## PROBLEM DESCRIPTION
Return only the lines running from the first line of the listing through the one with "pub fn vertex_count(&self)", unchanged.

## DATA RECORDS
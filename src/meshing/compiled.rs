//! # Compiled Geometry Module
//!
//! Compiled geometry: the face-culled output of the mesher, or its decoded
//! precompiled equivalent.

use serde::{Deserialize, Serialize};

use crate::{
    error::{LoaderError, LoaderResult},
    voxels::Rgb,
};

/// A point light extracted from a light-emitting voxel.
#[derive(Clone, Debug, PartialEq, Serialize, Deserialize)]
pub struct PointLight {
    /// Mesh-space cell of the emitting voxel.
    pub x: u32,
    pub y: u32,
    pub z: u32,
    /// Declared intensity, if any.
    #[serde(default)]
    pub intensity: Option<f64>,
    pub radius: f64,
    pub color: Rgb,
}

/// Flat, engine-agnostic geometry buffers for one voxel object.
///
/// Positions, normals and colors are xyz / rgb triples; the three metadata
/// channels are uv pairs. Every face contributes four vertices and six
/// indices.
#[derive(Clone, Debug, Default, PartialEq, Serialize, Deserialize)]
pub struct CompiledGeometry {
    pub positions: Vec<f32>,
    pub normals: Vec<f32>,
    pub colors: Vec<f32>,
    pub emissive_uvs: Vec<f32>,
    pub roughness_uvs: Vec<f32>,
    pub metalness_uvs: Vec<f32>,
    pub indices: Vec<u32>,
    pub has_emissive: bool,
    pub has_metal: bool,
    #[serde(default)]
    pub lights: Vec<PointLight>,
    #[serde(default)]
    pub particle_emitters: Vec<serde_json::Value>,
}

impl CompiledGeometry {
    pub fn vertex_count(&self) -> usize {
        self.positions.len() / 3
    }

    pub fn face_count(&self) -> usize {
        self.indices.len() / 6
    }

    /// Basic shape checks for geometry that did not come from the mesher.
    ///
    /// Verifies buffer lengths agree with each other and that every index
    /// references an existing vertex. Geometric invariants are trusted.
    pub fn check_shape(&self) -> LoaderResult<()> {
        let fail = |msg: String| Err(LoaderError::DecodeFailure(msg));

        if self.positions.len() % 3 != 0 {
            return fail(format!("{} position components", self.positions.len()));
        }

        let vertices = self.vertex_count();
        for (name, buffer, width) in [
            ("normals", &self.normals, 3),
            ("colors", &self.colors, 3),
            ("emissive uvs", &self.emissive_uvs, 2),
            ("roughness uvs", &self.roughness_uvs, 2),
            ("metalness uvs", &self.metalness_uvs, 2),
        ] {
            if buffer.len() != vertices * width {
                return fail(format!(
                    "{name} has {} components for {vertices} vertices",
                    buffer.len()
                ));
            }
        }

        if self.indices.len() % 3 != 0 {
            return fail(format!("{} indices is not a triangle list", self.indices.len()));
        }

        if let Some(index) = self.indices.iter().find(|&&i| i as usize >= vertices) {
            return fail(format!("index {index} out of range for {vertices} vertices"));
        }

        Ok(())
    }
}

#[cfg(test)]
mod tests {
    use super::*;

    fn triangle() -> CompiledGeometry {
        CompiledGeometry {
            positions: vec![0.0; 9],
            normals: vec![0.0; 9],
            colors: vec![1.0; 9],
            emissive_uvs: vec![0.0; 6],
            roughness_uvs: vec![0.0; 6],
            metalness_uvs: vec![0.0; 6],
            indices: vec![0, 1, 2],
            ..Default::default()
        }
    }

    #[test]
    fn consistent_geometry_passes() {
        assert!(triangle().check_shape().is_ok());
        assert!(CompiledGeometry::default().check_shape().is_ok());
    }

    #[test]
    fn out_of_range_index_fails() {
        let mut geometry = triangle();
        geometry.indices = vec![0, 1, 3];
        assert!(matches!(geometry.check_shape(), Err(LoaderError::DecodeFailure(_))));
    }

    #[test]
    fn mismatched_channel_fails() {
        let mut geometry = triangle();
        geometry.metalness_uvs.pop();
        assert!(geometry.check_shape().is_err());
    }
}
//! # Voxel Object Loader
//!
//! The owning service: turns voxel objects (given directly or fetched by id)
//! into ready-to-render meshes, going through both cache tiers.
//!
//! ## Request flow
//! 1. Normalize the request options and derive the variant key
//! 2. On a variant miss, fetch compiled geometry (decoded or meshed) from the
//!    compiled tier and deep-copy it
//! 3. Remap the palette on the copy, then scale and assemble the mesh
//! 4. Attach the material variant, lights and particle emitters
//!
//! Changing a channel toggle invalidates every finished variant. Compiled
//! geometry does not depend on the toggles and is kept.

mod source;

pub use source::{InMemoryObjectSource, ObjectSource};

use std::{collections::HashMap, sync::Arc};

use log::{info, warn};
use parking_lot::Mutex;

use crate::{
    cache::{
        CompiledCacheStats, CompiledObjectCache, ContentHash, Lz4PayloadDecoder,
        PrecompiledDecoder, Variant, VariantCache, VariantCacheStats,
    },
    config::{LoaderConfig, NormalizedOptions, RequestOptions},
    error::{LoaderError, LoaderResult},
    meshing::{
        CompiledGeometry, MaterialDescriptor, MaterialVariant, MeshAssembly, MeshBuffer,
        PaletteRemapper, PointLight, RampTexture,
    },
    voxels::VoxelObject,
};

/// A loaded voxel object, ready to hand to a renderer.
#[derive(Clone, Debug, PartialEq)]
pub struct VoxelMesh {
    pub mesh: MeshBuffer,
    pub material: MaterialVariant,
    pub descriptor: MaterialDescriptor,
    pub lights: Vec<PointLight>,
    pub emitters: Vec<serde_json::Value>,
    pub opacity: f32,
    pub transparent: bool,
}

impl VoxelMesh {
    /// Sets the material opacity; anything other than 1 renders transparent.
    pub fn set_opacity(&mut self, opacity: f32) {
        if opacity == self.opacity {
            return;
        }

        self.opacity = opacity;
        self.transparent = opacity != 1.0;
    }
}

pub struct VoxelObjectLoader {
    config: LoaderConfig,
    compiled: CompiledObjectCache,
    variants: VariantCache,
    decoder: Box<dyn PrecompiledDecoder>,
    source: Option<Box<dyn ObjectSource>>,
    remote_objects: Mutex<HashMap<String, Arc<VoxelObject>>>,
    ramp: RampTexture,
}

impl VoxelObjectLoader {
    /// Creates a loader without validating `config`.
    ///
    /// A compiled cache capacity of zero falls back to an unbounded cache.
    /// Use [`VoxelObjectLoader::try_new`] to reject it instead.
    pub fn new(config: LoaderConfig) -> Self {
        info!("Creating voxel object loader with {config:?}");
        if config.compiled_cache_capacity == Some(0) {
            warn!("compiled_cache_capacity of 0 requested, keeping every compiled object");
        }

        VoxelObjectLoader {
            compiled: CompiledObjectCache::new(config.compiled_cache_capacity),
            variants: VariantCache::new(),
            decoder: Box::new(Lz4PayloadDecoder),
            source: None,
            remote_objects: Mutex::new(HashMap::new()),
            ramp: RampTexture::new(),
            config,
        }
    }

    /// Creates a loader after checking `config` with [`LoaderConfig::validate`].
    pub fn try_new(config: LoaderConfig) -> LoaderResult<Self> {
        config.validate()?;
        Ok(Self::new(config))
    }

    /// Replaces the decoder used for precompiled payloads.
    pub fn with_decoder(mut self, decoder: impl PrecompiledDecoder + 'static) -> Self {
        self.decoder = Box::new(decoder);
        self
    }

    /// Sets the source [`load_by_id`](Self::load_by_id) fetches from.
    pub fn with_source(mut self, source: impl ObjectSource + 'static) -> Self {
        self.source = Some(Box::new(source));
        self
    }

    /// Loads `object` with the given options.
    ///
    /// Concurrent loads of the same object and options share a single build;
    /// every caller receives its own copy of the mesh.
    pub async fn load(
        &self,
        object: &VoxelObject,
        options: &RequestOptions,
    ) -> LoaderResult<VoxelMesh> {
        object.validate()?;
        let options = options.normalize()?;
        let key = ContentHash::of_variant(object, &options)?;

        let options = &options;
        let variant = self
            .variants
            .get_or_build(key, move || self.build_variant(object, options))
            .await?;

        Ok(self.finish(variant))
    }

    /// Loads the object registered under `id` in the configured source.
    ///
    /// Fetched objects are remembered, so the source sees each id once.
    pub async fn load_by_id(&self, id: &str, options: &RequestOptions) -> LoaderResult<VoxelMesh> {
        let object = self.fetch_object(id).await?;
        self.load(&object, options).await
    }

    async fn fetch_object(&self, id: &str) -> LoaderResult<Arc<VoxelObject>> {
        let known = self.remote_objects.lock().get(id).cloned();
        if let Some(object) = known {
            return Ok(object);
        }

        let source = self
            .source
            .as_ref()
            .ok_or_else(|| LoaderError::LookupMiss(id.to_string()))?;

        let object = Arc::new(source.fetch(id).await?);
        info!("Fetched voxel object `{id}` ({} voxels)", object.voxels.len());
        self.remote_objects
            .lock()
            .insert(id.to_string(), object.clone());

        Ok(object)
    }

    async fn build_variant(
        &self,
        object: &VoxelObject,
        options: &NormalizedOptions,
    ) -> LoaderResult<Variant> {
        let compiled = self.compiled.get(object, self.decoder.as_ref()).await?;

        // The compiled geometry is shared by every variant of the object.
        let mut geometry = CompiledGeometry::clone(&compiled);
        PaletteRemapper::remap_colors(&mut geometry.colors, &options.color_replacements);
        PaletteRemapper::remap_lights(&mut geometry.lights, &options.color_replacements);

        let mesh = MeshAssembly::assemble(&geometry, options.scale, self.config.channel_toggles())?;

        Ok(Variant {
            mesh,
            lights: geometry.lights,
            particle_emitters: geometry.particle_emitters,
        })
    }

    fn finish(&self, variant: Variant) -> VoxelMesh {
        let material = MaterialVariant::select(variant.mesh.has_emissive, variant.mesh.has_metal);
        let emitters = if self.config.allow_emitters {
            variant.particle_emitters
        } else {
            Vec::new()
        };

        VoxelMesh {
            descriptor: material.descriptor(&self.config),
            material,
            mesh: variant.mesh,
            lights: variant.lights,
            emitters,
            opacity: 1.0,
            transparent: false,
        }
    }

    pub fn set_allow_emissive_channel(&mut self, allow: bool) {
        if self.config.allow_emissive_channel != allow {
            self.config.allow_emissive_channel = allow;
            self.invalidate_variants();
        }
    }

    pub fn set_allow_metal_channel(&mut self, allow: bool) {
        if self.config.allow_metal_channel != allow {
            self.config.allow_metal_channel = allow;
            self.invalidate_variants();
        }
    }

    /// Only affects what is returned; cached variants keep their emitters.
    pub fn set_allow_emitters(&mut self, allow: bool) {
        self.config.allow_emitters = allow;
    }

    fn invalidate_variants(&mut self) {
        info!(
            "Channel toggles changed, dropping {} cached variants",
            self.variants.len()
        );
        self.variants.clear();
    }

    pub fn config(&self) -> &LoaderConfig {
        &self.config
    }

    /// The ramp texture every metadata channel samples.
    pub fn ramp_texture(&self) -> &RampTexture {
        &self.ramp
    }

    pub fn compiled_stats(&self) -> CompiledCacheStats {
        self.compiled.stats()
    }

    pub fn variant_stats(&self) -> VariantCacheStats {
        self.variants.stats()
    }

    pub fn cached_variants(&self) -> usize {
        self.variants.len()
    }

    pub fn cached_objects(&self) -> usize {
        self.compiled.len()
    }
}

impl Default for VoxelObjectLoader {
    fn default() -> Self {
        Self::new(LoaderConfig::default())
    }
}

#[cfg(test)]
mod tests {
    use super::*;
    use crate::voxels::{Rgb, Voxel};
    use futures::future::BoxFuture;
    use serde_json::json;
    use std::sync::atomic::{AtomicUsize, Ordering};

    fn lamp_object() -> VoxelObject {
        let mut object = VoxelObject::new(
            4,
            vec![
                Voxel::new(0, 0, 0, Rgb::new(255, 0, 255)).with_light(Some(2.0), Some(3.0)),
                Voxel::new(1, 0, 0, Rgb::new(30, 30, 30)).with_metal(),
            ],
        );
        object.particle_emitters = vec![json!({"kind": "sparks"})];
        object
    }

    struct CountingSource {
        inner: InMemoryObjectSource,
        fetches: Arc<AtomicUsize>,
    }

    impl ObjectSource for CountingSource {
        fn fetch<'a>(&'a self, id: &'a str) -> BoxFuture<'a, LoaderResult<VoxelObject>> {
            self.fetches.fetch_add(1, Ordering::SeqCst);
            self.inner.fetch(id)
        }
    }

    #[test]
    fn load_selects_material_from_metadata() {
        let loader = VoxelObjectLoader::default();
        let mesh = pollster::block_on(loader.load(&lamp_object(), &RequestOptions::default()))
            .unwrap();

        assert_eq!(mesh.material, MaterialVariant::Full);
        assert!(mesh.descriptor.roughness_metalness_maps);
        assert_eq!(mesh.lights.len(), 1);
        assert_eq!(mesh.emitters.len(), 1);
        assert_eq!((mesh.opacity, mesh.transparent), (1.0, false));
    }

    #[test]
    fn palette_applies_to_vertices_and_lights() {
        let loader = VoxelObjectLoader::default();
        let options = RequestOptions {
            color: Some("#00ff00".to_string()),
            ..Default::default()
        };

        let mesh = pollster::block_on(loader.load(&lamp_object(), &options)).unwrap();
        assert_eq!(mesh.lights[0].color, Rgb::new(0, 255, 0));
        assert!(mesh.mesh.colors.contains(&[0.0, 1.0, 0.0]));
        assert!(!mesh.mesh.colors.contains(&[1.0, 0.0, 1.0]));
    }

    #[test]
    fn toggle_change_drops_variants_but_not_geometry() {
        let mut loader = VoxelObjectLoader::default();
        let object = lamp_object();
        pollster::block_on(loader.load(&object, &RequestOptions::default())).unwrap();
        assert_eq!(loader.cached_variants(), 1);

        loader.set_allow_metal_channel(false);
        assert_eq!(loader.cached_variants(), 0);
        assert_eq!(loader.cached_objects(), 1);

        let mesh = pollster::block_on(loader.load(&object, &RequestOptions::default())).unwrap();
        assert!(mesh.mesh.roughness_uvs.is_none());
        assert!(mesh.mesh.metalness_uvs.is_none());
        assert!(mesh.mesh.emissive_uvs.is_some());
        assert!(!mesh.descriptor.roughness_metalness_maps);
        assert_eq!(loader.compiled_stats().compilations, 1);
    }

    #[test]
    fn disabled_emitters_are_dropped_from_output() {
        let mut loader = VoxelObjectLoader::default();
        loader.set_allow_emitters(false);

        let mesh = pollster::block_on(loader.load(&lamp_object(), &RequestOptions::default()))
            .unwrap();
        assert!(mesh.emitters.is_empty());
    }

    #[test]
    fn invalid_requests_leave_no_entry() {
        let loader = VoxelObjectLoader::default();

        let bad_scale = RequestOptions::default().with_scale(0.0);
        assert!(matches!(
            pollster::block_on(loader.load(&lamp_object(), &bad_scale)),
            Err(LoaderError::InvalidOptions(_))
        ));

        let empty = VoxelObject::new(0, Vec::new());
        assert!(matches!(
            pollster::block_on(loader.load(&empty, &RequestOptions::default())),
            Err(LoaderError::MalformedObject(_))
        ));
        assert_eq!(loader.cached_variants(), 0);
    }

    #[test]
    fn fetched_objects_are_memoized() {
        let fetches = Arc::new(AtomicUsize::new(0));
        let inner = InMemoryObjectSource::new();
        inner.insert("lamp", &lamp_object()).unwrap();

        let loader = VoxelObjectLoader::default().with_source(CountingSource {
            inner,
            fetches: fetches.clone(),
        });

        for scale in [1.0, 2.0] {
            let options = RequestOptions::default().with_scale(scale);
            pollster::block_on(loader.load_by_id("lamp", &options)).unwrap();
        }

        assert_eq!(fetches.load(Ordering::SeqCst), 1);
        assert_eq!(loader.cached_variants(), 2);
        assert!(matches!(
            pollster::block_on(loader.load_by_id("missing", &RequestOptions::default())),
            Err(LoaderError::LookupMiss(_))
        ));
    }

    #[test]
    fn load_by_id_without_source_misses() {
        let loader = VoxelObjectLoader::default();
        assert_eq!(
            pollster::block_on(loader.load_by_id("lamp", &RequestOptions::default())),
            Err(LoaderError::LookupMiss("lamp".to_string()))
        );
    }

    #[test]
    fn opacity_controls_transparency() {
        let loader = VoxelObjectLoader::default();
        let mut mesh = pollster::block_on(loader.load(&lamp_object(), &RequestOptions::default()))
            .unwrap();

        mesh.set_opacity(0.5);
        assert!(mesh.transparent);
        mesh.set_opacity(1.0);
        assert!(!mesh.transparent);
    }

    #[test]
    fn zero_capacity_config_is_rejected() {
        let config = LoaderConfig {
            compiled_cache_capacity: Some(0),
            ..Default::default()
        };
        assert!(matches!(
            VoxelObjectLoader::try_new(config.clone()),
            Err(LoaderError::Config(_))
        ));

        let bounded = LoaderConfig {
            compiled_cache_capacity: Some(4),
            ..config
        };
        let loader = VoxelObjectLoader::try_new(bounded).unwrap();
        assert_eq!(loader.config().compiled_cache_capacity, Some(4));
    }
}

## ANSWER
filename src/meshing/compiled.rs
//! # Compiled Geometry Module
//!
//! Compiled geometry: the face-culled output of the mesher, or its decoded
//! precompiled equivalent.

use serde::{Deserialize, Serialize};

use crate::{
    error::{LoaderError, LoaderResult},
    voxels::Rgb,
};

/// A point light extracted from a light-emitting voxel.
#[derive(Clone, Debug, PartialEq, Serialize, Deserialize)]
pub struct PointLight {
    /// Mesh-space cell of the emitting voxel.
    pub x: u32,
    pub y: u32,
    pub z: u32,
    /// Declared intensity, if any.
    #[serde(default)]
    pub intensity: Option<f64>,
    pub radius: f64,
    pub color: Rgb,
}

/// Flat, engine-agnostic geometry buffers for one voxel object.
///
/// Positions, normals and colors are xyz / rgb triples; the three metadata
/// channels are uv pairs. Every face contributes four vertices and six
/// indices.
#[derive(Clone, Debug, Default, PartialEq, Serialize, Deserialize)]
pub struct CompiledGeometry {
    pub positions: Vec<f32>,
    pub normals: Vec<f32>,
    pub colors: Vec<f32>,
    pub emissive_uvs: Vec<f32>,
    pub roughness_uvs: Vec<f32>,
    pub metalness_uvs: Vec<f32>,
    pub indices: Vec<u32>,
    pub has_emissive: bool,
    pub has_metal: bool,
    #[serde(default)]
    pub lights: Vec<PointLight>,
    #[serde(default)]
    pub particle_emitters: Vec<serde_json::Value>,
}

impl CompiledGeometry {
    pub fn vertex_count(&self) -> usize {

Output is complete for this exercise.